REQUIREMENT:
Output only the lines below from the one containing "jars are clickable." to the one containing "injected separately through", exactly as written, both ends kept.

Collected data:
━━━━━━
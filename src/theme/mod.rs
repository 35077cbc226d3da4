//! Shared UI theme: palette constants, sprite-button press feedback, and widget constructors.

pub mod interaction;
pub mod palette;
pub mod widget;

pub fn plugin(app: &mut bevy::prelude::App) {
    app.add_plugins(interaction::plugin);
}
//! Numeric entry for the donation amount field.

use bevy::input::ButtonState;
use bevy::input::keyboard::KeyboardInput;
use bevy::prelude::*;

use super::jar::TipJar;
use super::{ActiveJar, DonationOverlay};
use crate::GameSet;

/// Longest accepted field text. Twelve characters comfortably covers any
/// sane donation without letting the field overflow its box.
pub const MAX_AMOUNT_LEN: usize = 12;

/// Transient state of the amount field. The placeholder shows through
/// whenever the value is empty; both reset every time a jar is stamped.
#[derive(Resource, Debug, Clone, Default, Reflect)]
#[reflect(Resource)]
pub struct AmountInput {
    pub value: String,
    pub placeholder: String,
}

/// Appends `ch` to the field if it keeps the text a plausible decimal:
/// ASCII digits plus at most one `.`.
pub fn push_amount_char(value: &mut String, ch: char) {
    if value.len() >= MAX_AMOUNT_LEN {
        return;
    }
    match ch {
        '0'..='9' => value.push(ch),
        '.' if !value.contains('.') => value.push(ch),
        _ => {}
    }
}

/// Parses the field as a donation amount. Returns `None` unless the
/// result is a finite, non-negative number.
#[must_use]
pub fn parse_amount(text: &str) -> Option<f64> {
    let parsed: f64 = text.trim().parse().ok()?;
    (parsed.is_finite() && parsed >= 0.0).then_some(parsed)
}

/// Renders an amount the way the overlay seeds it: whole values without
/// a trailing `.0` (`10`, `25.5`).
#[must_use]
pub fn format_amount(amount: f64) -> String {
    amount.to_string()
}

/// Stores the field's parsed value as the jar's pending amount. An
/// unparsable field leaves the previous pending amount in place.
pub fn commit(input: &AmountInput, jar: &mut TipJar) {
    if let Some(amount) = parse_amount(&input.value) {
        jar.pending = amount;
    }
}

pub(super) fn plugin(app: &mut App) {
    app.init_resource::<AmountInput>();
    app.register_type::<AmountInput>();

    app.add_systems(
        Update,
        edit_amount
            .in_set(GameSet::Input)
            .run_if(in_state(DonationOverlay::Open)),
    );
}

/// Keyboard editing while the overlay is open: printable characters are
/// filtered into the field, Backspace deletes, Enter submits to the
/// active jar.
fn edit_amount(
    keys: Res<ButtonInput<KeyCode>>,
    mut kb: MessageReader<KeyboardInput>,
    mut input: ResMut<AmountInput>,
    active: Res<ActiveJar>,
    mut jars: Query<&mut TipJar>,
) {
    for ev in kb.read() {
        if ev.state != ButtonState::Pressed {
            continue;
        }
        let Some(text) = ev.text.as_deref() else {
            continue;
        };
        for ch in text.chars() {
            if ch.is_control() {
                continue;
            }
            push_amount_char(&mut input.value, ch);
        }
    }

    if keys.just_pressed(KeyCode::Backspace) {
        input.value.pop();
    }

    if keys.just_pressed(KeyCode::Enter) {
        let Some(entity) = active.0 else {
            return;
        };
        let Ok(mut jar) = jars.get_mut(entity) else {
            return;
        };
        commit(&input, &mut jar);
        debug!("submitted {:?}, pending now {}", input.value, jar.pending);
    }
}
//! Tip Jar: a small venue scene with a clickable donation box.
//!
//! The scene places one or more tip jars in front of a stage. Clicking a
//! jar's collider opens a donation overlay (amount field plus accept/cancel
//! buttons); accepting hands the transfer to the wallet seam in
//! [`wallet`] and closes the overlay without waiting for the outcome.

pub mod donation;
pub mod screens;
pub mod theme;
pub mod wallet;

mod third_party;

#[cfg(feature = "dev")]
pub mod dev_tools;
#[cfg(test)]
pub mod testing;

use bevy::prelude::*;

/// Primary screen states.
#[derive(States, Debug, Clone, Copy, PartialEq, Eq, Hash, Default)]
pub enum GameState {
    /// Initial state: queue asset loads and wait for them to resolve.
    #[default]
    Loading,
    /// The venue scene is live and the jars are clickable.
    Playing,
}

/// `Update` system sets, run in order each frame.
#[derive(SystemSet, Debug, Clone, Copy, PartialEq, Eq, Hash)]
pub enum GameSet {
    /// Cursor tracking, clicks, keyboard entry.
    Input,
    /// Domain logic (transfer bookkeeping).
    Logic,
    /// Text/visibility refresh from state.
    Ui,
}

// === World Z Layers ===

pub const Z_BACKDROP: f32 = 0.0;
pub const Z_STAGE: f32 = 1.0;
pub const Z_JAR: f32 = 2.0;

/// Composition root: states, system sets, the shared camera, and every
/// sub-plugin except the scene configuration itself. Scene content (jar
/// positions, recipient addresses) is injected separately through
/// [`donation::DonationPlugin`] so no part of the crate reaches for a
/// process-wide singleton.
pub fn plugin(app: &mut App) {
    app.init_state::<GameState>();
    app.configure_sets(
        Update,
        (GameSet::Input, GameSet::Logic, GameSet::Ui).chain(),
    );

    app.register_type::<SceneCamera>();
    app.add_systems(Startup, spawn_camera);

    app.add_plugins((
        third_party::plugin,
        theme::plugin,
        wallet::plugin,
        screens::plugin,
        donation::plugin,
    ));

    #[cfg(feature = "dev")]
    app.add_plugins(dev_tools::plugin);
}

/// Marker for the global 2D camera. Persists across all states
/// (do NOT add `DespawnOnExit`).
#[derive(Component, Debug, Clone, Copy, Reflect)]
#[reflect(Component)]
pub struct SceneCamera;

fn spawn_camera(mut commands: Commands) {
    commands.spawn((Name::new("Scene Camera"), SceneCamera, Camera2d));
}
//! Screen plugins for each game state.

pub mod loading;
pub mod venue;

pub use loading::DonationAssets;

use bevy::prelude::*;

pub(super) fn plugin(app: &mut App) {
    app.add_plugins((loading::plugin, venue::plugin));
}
━━━━━━
REPLY:
    /// The venue scene is live and the jars are clickable.
    Playing,
}

/// `Update` system sets, run in order each frame.
#[derive(SystemSet, Debug, Clone, Copy, PartialEq, Eq, Hash)]
pub enum GameSet {
    /// Cursor tracking, clicks, keyboard entry.
    Input,
    /// Domain logic (transfer bookkeeping).
    Logic,
    /// Text/visibility refresh from state.
    Ui,
}

// === World Z Layers ===

pub const Z_BACKDROP: f32 = 0.0;
pub const Z_STAGE: f32 = 1.0;
pub const Z_JAR: f32 = 2.0;

/// Composition root: states, system sets, the shared camera, and every
/// sub-plugin except the scene configuration itself. Scene content (jar
/// positions, recipient addresses) is injected separately through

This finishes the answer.